LSME organises a series of annual International Research Conferences focused on Responsible Research and Innovations (RRI). These conferences have also produced reports such as the Report on the Proceedings of the International Conference on Responsible Research in Education and Management and its Impact. To nurture the culture of responsible research and innovations, the school had signed a memorandum of understanding (MoU) with the Panjab University in recognition of the establishment of a new collaborative working arrangement for responsible research in India. The school is affiliated to the United Nations Principles of Responsible Management Education (PRME) whose principles are focused on engaging businesses and management schools to ensure future leaders are provided with the skills needed to achieve the Sustainable Development Goals(SDGs).

Academics 
London School of Management Education (LSME) do not currently own the powers to award degrees or diplomas in the UK. All degree-level programmes offered at the London campuses are validated and awarded by reputable UK academic institutions. As of 2019, the school offers courses in a range of business management and social care subjects, including two Master's degree programmes validated and awarded by the University of Chichester while OND and HND level programmes are awarded by Pearson Education.

QAA Reviews 
The LSME (and its associated division) underwent its first and successful Review of Educational Oversight in 2014 by the UK's Quality Assurance Agency for Higher Education (QAA) and has continued to have annual monitoring visits as well as full higher education review. LSME's last monitoring by the QAA was published in February 2019 and concluded that:
 The maintenance of the academic standards of awards offered on behalf of external degree-awarding bodies and other awarding organisations met UK expectations
 The School has a clear understanding of how the admissions process is supporting access for students of different backgrounds and the School takes active steps to target under-represented groups. 
 In the last year, the School has continued to develop partnerships with universities with a view to furthering research and enabling students to make research proposals.
 The good practice in the context of individualised learning and the development of research activity continues to the benefit of both staff and students.
 While the School has made considerable progress with the recommendation in relation to trends in complaints and appeals, there was insufficient evidence within Academic Board minutes to demonstrate a strategic response to analyses of complaints received.

Campuses and locations 

LSME is located in the bustling area of Gants Hill in Ilford, London Borough of Redbridge, close to many amenities for students. Nearest London Underground Station is Gants Hill Station on Central Line, which is a minute walk from the second site of LSME and a 2-minute walk from the main site. Ilford Station on TfL Rail is just about 10 minutes by local bus service. Gants Hill bus station is right in front of LSME's new site and Gants Hill Library is located just a stone-throw. To cater to the growing demands for expansion and to improve upon the learning environment offered to students, LSME acquired an additional teaching and learning facility on Cranbrook Road, Gants Hill, Essex and developed a modern hi-tech teaching and learning environment for the benefit of the students.

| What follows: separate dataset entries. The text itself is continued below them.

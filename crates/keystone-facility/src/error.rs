use keystone_types::{EntityId, ErrorKind, RepositoryId};

use crate::model::Category;

/// Errors from facility reads and writes.
#[derive(Debug, thiserror::Error)]
pub enum FacilityError {
    /// No repository is registered under this id.
    #[error("repository not found: {0}")]
    RepositoryNotFound(RepositoryId),

    /// No repository tracks this building.
    #[error("no repository for building {0}")]
    NoRepositoryForBuilding(EntityId),

    /// The building does not exist.
    #[error("building not found: {0}")]
    BuildingNotFound(EntityId),

    /// An entity of the given category does not exist.
    #[error("{category} entity not found: {id}")]
    EntityNotFound { category: Category, id: EntityId },

    /// A write was rejected because the entity is malformed for its context.
    #[error("invalid entity: {0}")]
    InvalidEntity(String),

    /// Entity encoding or decoding failed.
    #[error("serialization error: {0}")]
    Serialization(String),

    /// The backing storage failed.
    #[error("facility backend error: {0}")]
    Backend(String),
}

impl FacilityError {
    pub fn kind(&self) -> ErrorKind {
        match self {
            Self::RepositoryNotFound(_)
            | Self::NoRepositoryForBuilding(_)
            | Self::BuildingNotFound(_)
            | Self::EntityNotFound { .. } => ErrorKind::NotFound,
            Self::InvalidEntity(_) => ErrorKind::Config,
            Self::Serialization(_) | Self::Backend(_) => ErrorKind::Io,
        }
    }
}

impl From<serde_json::Error> for FacilityError {
    fn from(err: serde_json::Error) -> Self {
        Self::Serialization(err.to_string())
    }
}

/// Result alias for facility operations.
pub type FacilityResult<T> = Result<T, FacilityError>;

Organization and administration 
LSME is governed by a board of directors. The school had 274 registered students, of whom 62 were enrolled under the University of Chichester programmes and the remainder on Pearson programmes. The school has a total of 13 teaching staff, of whom seven are employed on a full-time basis and six on a part-time basis in 2018.

Achievements 
LSME is a student-focused and student-centred learning environment which is reflected in its achievement of 97.5% overall student satisfaction rate in the National Student Survey of 2019. This puts the school among the top ranks in overall students’ satisfaction in England.
The official Teaching Excellence Framework (TEF) ratings for universities and colleges in 2019 indicated that the school was awarded a Bronze which is a satisfactory rating by a panel looking at a range of measures centred around 'teaching quality', 'learning environment' and 'outcomes'.